STUDY ON PERFORMANCE OF EXPLOSIVE CONFINEMENT STRUCTURES AGAINST INTERNAL BLAST WAVE AT SHORT RANGES

摘要

Internal explosive blast environments at short ranges and the effects of deformation and failure by them on confinement structures were rarely studied. Systematically performed theoretical and experiment research work here presents the confinement structures' anti-explosion performance under near internal explosive blast for designing relevant projects scientifically, rationally, economically and efficiently. A new approach on approximate analytical calculation of internal explosive blast has been put forward based upon theory of explosion in real air at short ranges. The flow field status and on-wall blast loads when explosive detonated in vessels were successfully simulated with the LS-DYNA code. Explosion experiment results indicate that the major response is circular stretch when reinforced concrete cylinder subjected to internal explosive blast, and explosive fractures on container are of fractal feature relative to the container's failure degree.
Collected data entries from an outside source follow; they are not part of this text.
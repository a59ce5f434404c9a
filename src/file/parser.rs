//! Cursor-based parser over a byte slice.
//!
//! [`crate::file::parser::Parser`] is the reading counterpart of
//! [`crate::writer::BinaryWriter`]. It decodes fixed-width primitives, every variable-length
//! integer scheme the writer emits, strings and GUIDs, while keeping track of its position and
//! refusing to read past the end of the underlying slice.
//!
//! # Compressed integers
//!
//! | Method | Scheme |
//! |---|---|
//! | [`Parser::read_compressed_uint`] | ECMA-335 II.23.2, 1/2/4 bytes, big-endian payload |
//! | [`Parser::read_compressed_int`] | same length classes, biased signed payload |
//! | [`Parser::read_compressed_full_uint`] | 1-4 bytes with a low-bit length tag, `0x0F` escape |
//! | [`Parser::read_compressed_full_int`] | signed variant of the above |
//! | [`Parser::read_7bit_encoded_int`] | LEB128-style length prefix |
//!
//! # Examples
//!
//! ```rust
//! use dotsym::Parser;
//!
//! let data = [0x80, 0x80, 0x7F];
//! let mut parser = Parser::new(&data);
//! assert_eq!(parser.read_compressed_uint()?, 0x80);
//! assert_eq!(parser.read_compressed_int()?, -1);
//! assert!(!parser.has_more_data());
//! # Ok::<(), dotsym::Error>(())
//! ```

use crate::{
    file::io::{read_le_at, CilIO},
    Error::OutOfBounds,
    Result,
};

/// A bounds-checked reader over a borrowed byte slice.
pub struct Parser<'a> {
    data: &'a [u8],
    position: usize,
}

impl<'a> Parser<'a> {
    /// Create a new parser positioned at the start of `data`
    #[must_use]
    pub fn new(data: &'a [u8]) -> Self {
        Parser { data, position: 0 }
    }

    /// Total length of the underlying data
    #[must_use]
    pub fn len(&self) -> usize {
        self.data.len()
    }

    /// True if the underlying data is empty
    #[must_use]
    pub fn is_empty(&self) -> bool {
        self.data.is_empty()
    }

    /// True while the cursor has not reached the end
    #[must_use]
    pub fn has_more_data(&self) -> bool {
        self.position < self.data.len()
    }

    /// Move the cursor to an absolute position. Seeking to the very end is allowed.
    ///
    /// # Errors
    /// Returns [`crate::Error::OutOfBounds`] if `pos` lies beyond the data.
    pub fn seek(&mut self, pos: usize) -> Result<()> {
        if pos > self.data.len() {
            return Err(OutOfBounds);
        }

        self.position = pos;
        Ok(())
    }

    /// Skip `step` bytes.
    ///
    /// # Errors
    /// Returns [`crate::Error::OutOfBounds`] if fewer than `step` bytes remain.
    pub fn advance_by(&mut self, step: usize) -> Result<()> {
        self.position = self.calc_end_position(step)?;
        Ok(())
    }

    /// Current cursor position
    #[must_use]
    pub fn pos(&self) -> usize {
        self.position
    }

    /// The complete underlying data
    #[must_use]
    pub fn data(&self) -> &'a [u8] {
        self.data
    }

    /// Number of bytes left after the cursor
    #[must_use]
    pub fn remaining(&self) -> usize {
        self.data.len().saturating_sub(self.position)
    }

    /// Look at the next byte without consuming it.
    ///
    /// # Errors
    /// Returns [`crate::Error::OutOfBounds`] at the end of the data.
    pub fn peek_byte(&self) -> Result<u8> {
        self.data.get(self.position).copied().ok_or(OutOfBounds)
    }

    /// Advance the cursor to the next multiple of `alignment`.
    ///
    /// # Errors
    /// Returns [`crate::Error::OutOfBounds`] if the padding runs past the end.
    pub fn align(&mut self, alignment: usize) -> Result<()> {
        let padding = (alignment - (self.position % alignment)) % alignment;
        self.advance_by(padding)
    }

    /// Read a little-endian primitive.
    ///
    /// # Errors
    /// Returns [`crate::Error::OutOfBounds`] if the value does not fit in the remaining bytes.
    pub fn read_le<T: CilIO>(&mut self) -> Result<T> {
        read_le_at::<T>(self.data, &mut self.position)
    }

    /// Read `length` raw bytes.
    ///
    /// # Errors
    /// Returns [`crate::Error::OutOfBounds`] if fewer than `length` bytes remain.
    pub fn read_bytes(&mut self, length: usize) -> Result<&'a [u8]> {
        let end = self.calc_end_position(length)?;
        let bytes = &self.data[self.position..end];
        self.position = end;
        Ok(bytes)
    }

    /// Read a 16-byte GUID in its mixed-endian wire layout.
    ///
    /// # Errors
    /// Returns [`crate::Error::OutOfBounds`] if fewer than 16 bytes remain.
    pub fn read_guid(&mut self) -> Result<uguid::Guid> {
        let mut buffer = [0u8; 16];
        buffer.copy_from_slice(self.read_bytes(16)?);
        Ok(uguid::Guid::from_bytes(buffer))
    }

    /// Read an ECMA-335 compressed unsigned integer.
    ///
    /// # Errors
    /// Returns [`crate::Error::OutOfBounds`] on truncated input, or
    /// [`crate::Error::Malformed`] if the first byte carries an invalid length tag.
    pub fn read_compressed_uint(&mut self) -> Result<u32> {
        let first_byte = self.read_le::<u8>()?;

        // 1-byte encoding: 0xxxxxxx
        if (first_byte & 0x80) == 0 {
            return Ok(u32::from(first_byte));
        }

        // 2-byte encoding: 10xxxxxx xxxxxxxx
        if (first_byte & 0xC0) == 0x80 {
            let second_byte = self.read_le::<u8>()?;
            let value = ((u32::from(first_byte) & 0x3F) << 8) | u32::from(second_byte);
            return Ok(value);
        }

        // 4-byte encoding: 110xxxxx xxxxxxxx xxxxxxxx xxxxxxxx
        if (first_byte & 0xE0) == 0xC0 {
            let b1 = u32::from(self.read_le::<u8>()?);
            let b2 = u32::from(self.read_le::<u8>()?);
            let b3 = u32::from(self.read_le::<u8>()?);
            let value = ((u32::from(first_byte) & 0x1F) << 24) | (b1 << 16) | (b2 << 8) | b3;
            return Ok(value);
        }

        Err(malformed_error!("Invalid compressed uint - {:#x}", first_byte))
    }

    /// Read a compressed signed integer as produced by
    /// [`crate::writer::BinaryWriter::write_compressed_int`].
    ///
    /// Non-negative values are stored shifted left by one with a clear low bit. Negative values
    /// set the low bit and store `bias + value` in the remaining bits, where the bias is `0x40`,
    /// `0x2000` or `0x2000_0000` for the 1, 2 and 4 byte classes. The 4 byte class uses 30
    /// payload bits, so its tag byte may have the `0x20` bit set.
    ///
    /// # Errors
    /// Returns [`crate::Error::OutOfBounds`] on truncated input.
    pub fn read_compressed_int(&mut self) -> Result<i32> {
        let first_byte = self.read_le::<u8>()?;

        let (raw, bias) = if (first_byte & 0x80) == 0 {
            (u32::from(first_byte), 0x40_i32)
        } else if (first_byte & 0xC0) == 0x80 {
            let second_byte = self.read_le::<u8>()?;
            (
                ((u32::from(first_byte) & 0x3F) << 8) | u32::from(second_byte),
                0x2000,
            )
        } else {
            let b1 = u32::from(self.read_le::<u8>()?);
            let b2 = u32::from(self.read_le::<u8>()?);
            let b3 = u32::from(self.read_le::<u8>()?);
            (
                ((u32::from(first_byte) & 0x3F) << 24) | (b1 << 16) | (b2 << 8) | b3,
                0x2000_0000,
            )
        };

        #[allow(clippy::cast_possible_wrap)]
        let payload = (raw >> 1) as i32;
        if raw & 1 == 0 {
            Ok(payload)
        } else {
            Ok(payload - bias)
        }
    }

    /// Read an unsigned integer of the full-range variable-length scheme.
    ///
    /// The number of trailing one bits of the first byte selects the length: `xxxxxxx0` is one
    /// byte, `xxxxxx01` two, `xxxxx011` three, `xxxx0111` four, and `00001111` is followed by
    /// four raw little-endian bytes.
    ///
    /// # Errors
    /// Returns [`crate::Error::OutOfBounds`] on truncated input.
    pub fn read_compressed_full_uint(&mut self) -> Result<u32> {
        let raw = self.read_full_raw()?;
        Ok(match raw {
            FullRaw::One(b) => u32::from(b >> 1),
            FullRaw::Two(v) => u32::from(v >> 2),
            FullRaw::Three(v) => v >> 3,
            FullRaw::Four(v) => v >> 4,
            FullRaw::Escaped(v) => v,
        })
    }

    /// Read a signed integer of the full-range variable-length scheme (two's complement payload,
    /// sign-extended from the width of the length class).
    ///
    /// # Errors
    /// Returns [`crate::Error::OutOfBounds`] on truncated input.
    #[allow(clippy::cast_possible_wrap)]
    pub fn read_compressed_full_int(&mut self) -> Result<i32> {
        let raw = self.read_full_raw()?;
        Ok(match raw {
            FullRaw::One(b) => i32::from((b as i8) >> 1),
            FullRaw::Two(v) => i32::from((v as i16) >> 2),
            FullRaw::Three(v) => ((v << 8) as i32) >> 11,
            FullRaw::Four(v) => (v as i32) >> 4,
            FullRaw::Escaped(v) => v as i32,
        })
    }

    fn read_full_raw(&mut self) -> Result<FullRaw> {
        let b0 = self.read_le::<u8>()?;
        if b0 & 0x01 == 0 {
            return Ok(FullRaw::One(b0));
        }
        if b0 & 0x03 == 0x01 {
            let b1 = self.read_le::<u8>()?;
            return Ok(FullRaw::Two(u16::from_le_bytes([b0, b1])));
        }
        if b0 & 0x07 == 0x03 {
            let rest = self.read_bytes(2)?;
            return Ok(FullRaw::Three(u32::from_le_bytes([b0, rest[0], rest[1], 0])));
        }
        if b0 & 0x0F == 0x07 {
            let rest = self.read_bytes(3)?;
            return Ok(FullRaw::Four(u32::from_le_bytes([
                b0, rest[0], rest[1], rest[2],
            ])));
        }
        Ok(FullRaw::Escaped(self.read_le::<u32>()?))
    }

    /// Read a 7-bit encoded integer (the length prefix of serialized .NET strings).
    ///
    /// # Errors
    /// Returns [`crate::Error::OutOfBounds`] on truncated input, or
    /// [`crate::Error::Malformed`] if the value exceeds 32 bits.
    pub fn read_7bit_encoded_int(&mut self) -> Result<u32> {
        let mut value = 0u32;
        let mut shift = 0;

        loop {
            let byte = self.read_le::<u8>()?;

            value |= u32::from(byte & 0x7F) << shift;
            shift += 7;

            if (byte & 0x80) == 0 {
                break;
            }

            if shift >= 32 {
                return Err(malformed_error!(
                    "7-bit encoded integer overflow after {} bits",
                    shift
                ));
            }
        }

        Ok(value)
    }

    /// Read a NUL-terminated UTF-8 string. A string running to the end of the data without a
    /// terminator is accepted.
    ///
    /// # Errors
    /// Returns [`crate::Error::Malformed`] on invalid UTF-8.
    pub fn read_string_utf8(&mut self) -> Result<String> {
        let start = self.position;
        let end = self.data[start..]
            .iter()
            .position(|&b| b == 0)
            .map_or(self.data.len(), |p| start + p);

        let string_data = &self.data[start..end];
        self.position = if end < self.data.len() { end + 1 } else { end };

        String::from_utf8(string_data.to_vec()).map_err(|e| {
            malformed_error!(
                "Invalid UTF-8 string at offset {}-{}: {}",
                start,
                end,
                e.utf8_error()
            )
        })
    }

    /// Read a NUL-terminated UTF-16LE string.
    ///
    /// # Errors
    /// Returns [`crate::Error::OutOfBounds`] if no terminator is found, or
    /// [`crate::Error::Malformed`] on unpaired surrogates.
    pub fn read_string_utf16(&mut self) -> Result<String> {
        let mut units = Vec::new();
        loop {
            let unit = self.read_le::<u16>()?;
            if unit == 0 {
                break;
            }
            units.push(unit);
        }

        widestring::U16String::from_vec(units)
            .to_string()
            .map_err(|_| malformed_error!("Invalid UTF-16 string ending at {}", self.position))
    }

    /// Read a string written by [`crate::writer::BinaryWriter::write_string`] without a
    /// terminator: `0xFF` for a null string, otherwise a compressed byte count followed by the
    /// UTF-8 or UTF-16LE payload.
    ///
    /// # Errors
    /// Returns [`crate::Error::OutOfBounds`] on truncated input, or
    /// [`crate::Error::Malformed`] on invalid text.
    pub fn read_serialized_string(&mut self, unicode: bool) -> Result<Option<String>> {
        if self.peek_byte()? == 0xFF {
            self.position += 1;
            return Ok(None);
        }

        let length = self.read_compressed_uint()? as usize;
        let bytes = self.read_bytes(length)?;
        if unicode {
            if length % 2 != 0 {
                return Err(malformed_error!("Odd UTF-16 byte count - {}", length));
            }
            let units: Vec<u16> = bytes
                .chunks_exact(2)
                .map(|pair| u16::from_le_bytes([pair[0], pair[1]]))
                .collect();
            String::from_utf16(&units)
                .map(Some)
                .map_err(|_| malformed_error!("Invalid UTF-16 string of {} bytes", length))
        } else {
            String::from_utf8(bytes.to_vec())
                .map(Some)
                .map_err(|e| malformed_error!("Invalid UTF-8 string: {}", e.utf8_error()))
        }
    }

    /// Compute `position + length`, verifying it stays within the data.
    ///
    /// # Errors
    /// Returns [`crate::Error::OutOfBounds`] on overflow or if the end lies past the data.
    pub fn calc_end_position(&self, length: usize) -> Result<usize> {
        let end = self.position.checked_add(length).ok_or(OutOfBounds)?;

        if end > self.data.len() {
            return Err(OutOfBounds);
        }

        Ok(end)
    }
}

enum FullRaw {
    One(u8),
    Two(u16),
    Three(u32),
    Four(u32),
    Escaped(u32),
}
Equivalent static loads applied on explosive confinement steel vessels are dependent not only upon the natural frequency of the vessel and the blast peak pressure, but also upon the ratio of quasi static gas pressure to the blast peak pressure. When adopting long cylindrical shell with low quasi static gas pressure and considering the favorable ductility, an explosive confinement steel vessel can be sharply lightened. The Holmquist-Johnson-Concrete model seems best fit for the concrete in layered confinement structure made up of"steel + concrete + soil (rock)". For large explosion, a compound structure of "long and thin steel sealing internal cylinder + reinforcing steel cylinders + concrete +infinite surrounding granite" appears safe, rational and feasible.